France | France, Cour administrative d'appel de Lyon, 1ère chambre, 30 juin 2020, 19LY00987


Vu la procédure suivante :

Procédure contentieuse antérieure

M. et Mme F... ont demandé au tribunal administratif de Grenoble d'annuler l'arrêté du 19 mai 2016 par lequel le maire de la commune des Belleville a délivré un permis de construire à la SARL Holdispan pour la réalisation d'une résidence de tourisme ainsi que la décision de ce maire du 15 décembre 2016 portant rejet de leur demande tendant au retrait de ce permis de construire. M. D... A... est intervenu au soutien de cette demande.

Par un jugement n° 1700968 du 29 janvier 2019, le tribunal administ

ratif de Grenoble a rejeté les conclusions de cette demande dirigées contre le ...

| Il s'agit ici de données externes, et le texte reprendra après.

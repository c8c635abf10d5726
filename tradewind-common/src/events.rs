//! The unified event type routed between the venue, the execution engine
//! and strategies.

use chrono::{DateTime, Utc};

use crate::accounts::AccountStateEvent;
use crate::clock::TimeEvent;
use crate::orders::OrderEventAny;
use crate::positions::PositionEventAny;

/// Any event a strategy can receive.
#[derive(Debug, Clone)]
pub enum Event {
    Order(OrderEventAny),
    Position(PositionEventAny),
    Account(AccountStateEvent),
    Time(TimeEvent),
}

impl Event {
    pub fn timestamp(&self) -> DateTime<Utc> {
        match self {
            Event::Order(e) => e.timestamp(),
            Event::Position(e) => e.timestamp(),
            Event::Account(e) => e.timestamp,
            Event::Time(e) => e.timestamp,
        }
    }

    pub fn type_name(&self) -> &'static str {
        match self {
            Event::Order(e) => e.type_name(),
            Event::Position(e) => e.type_name(),
            Event::Account(e) => e.type_name(),
            Event::Time(_) => "TimeEvent",
        }
    }
}

impl From<OrderEventAny> for Event {
    fn from(e: OrderEventAny) -> Self {
        Event::Order(e)
    }
}

impl From<PositionEventAny> for Event {
    fn from(e: PositionEventAny) -> Self {
        Event::Position(e)
    }
}

impl From<AccountStateEvent> for Event {
    fn from(e: AccountStateEvent) -> Self {
        Event::Account(e)
    }
}

impl From<TimeEvent> for Event {
    fn from(e: TimeEvent) -> Self {
        Event::Time(e)
    }
}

Vu la procédure suivante :

Procédure contentieuse antérieure

M. et Mme F... ont demandé au tribunal administratif de Grenoble d'annuler l'arrêté du 19 mai 2016 par lequel le maire de la commune des Belleville a délivré un permis de construire à la SARL Holdispan pour la réalisation d'une résidence de tourisme ainsi que la décision de ce maire du 15 décembre 2016 portant rejet de leur demande tendant au retrait de ce permis de construire. M. D... A... est intervenu au soutien de cette demande.

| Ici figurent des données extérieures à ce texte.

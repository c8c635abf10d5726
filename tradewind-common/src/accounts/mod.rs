//! Account domain: cash/margin state folded from account state events.

mod account;
mod events;

pub use account::Account;
pub use events::AccountStateEvent;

Par un jugement n° 1700968 du 29 janvier 2019, le tribunal administratif de Grenoble a rejeté les conclusions de cette demande dirigées contre le permis de construire du 19 mai 2016 et a annulé la décision du maire des Belleville du 15 décembre 2016 portant rejet de la demande de retrait de ce permis de construire.

Procédure devant la cour

Par une requête et un mémoire en réplique, enregistrés les 13 mars 2019 et 24 mars 2020, la commune des Belleville, représentée par la SCP Vinsonneau-Paliès Noy Gauer associés, demande à la cour :

1°) d'annuler ce jugement du tribunal administratif de Grenoble du 29 janvier 2019 en tant qu'il a partiellement fait droit à la demande présentée par M. et Mme F... ;

2°) de rejeter cette demande présentée devant ce tribunal ;

3°) de mettre à la charge de M. et Mme F... une somme de 2 000 euros au titre de l'article L. 761-1 du code de justice administrative.

Elle soutient que :

- le jugement attaqué est insuffisamment motivé ;

- c'est à tort que les premiers juges ont retenu que le permis de construire avait été obtenu au moyen de manoeuvres frauduleuses de nature à induire l'administration en erreur sur la consistance du terrain d'assiette ; la commune n'a pas eu connaissance de quelconques manoeuvres frauduleuses à la date de la délivrance du permis de construire querellé ou à la date de son transfert ; l'existence réelle d'une intention frauduleuse n'est pas démontrée ; la différence de superficie constatée entre l'assiette de la cession autorisée en 2011 et l'assiette du terrain effectivement cédé n'est apparue que postérieurement à la décision du 15 décembre 2016 ; le différentiel, qui a été immédiatement corrigé, résulte d'une simple erreur matérielle ; aucune raison ne viendrait justifier la fraude puisque le terrain d'assiette du projet était bien constitué d'une seule unité foncière constituée des parcelles AM 823 et AM 813 ; le retrait du permis de construire porte atteinte à l'intérêt public présidant au maintien de lits marchands sur le territoire communal ;

- les conclusions dirigées contre le permis de construire du 19 mai 2016 sont tardives ;

- les moyens dirigés contre ce permis devenu définitif sont inopérants ;

- le cahier des charges de la ZAC de Val Thorens en possession des services de la commune a en tout été de cause permis au service instructeur d'apprécier le projet au regard des dispositions de l'article R. 431-23 du code de l'urbanisme ;

- le dossier de demande comportait une promesse de concession à long terme dans un parc public de stationnement propre à justifier du respect des dispositions de l'article U 12 du règlement du PLU ;

- le moyen tiré de la méconnaissance de l'article U 7 du règlement du PLU est inopérant ; cet article est inopposable à la limite séparative entre les deux parcelles AM 823 et AM 813 situées au sein de l'assiette de la demande de permis de construire.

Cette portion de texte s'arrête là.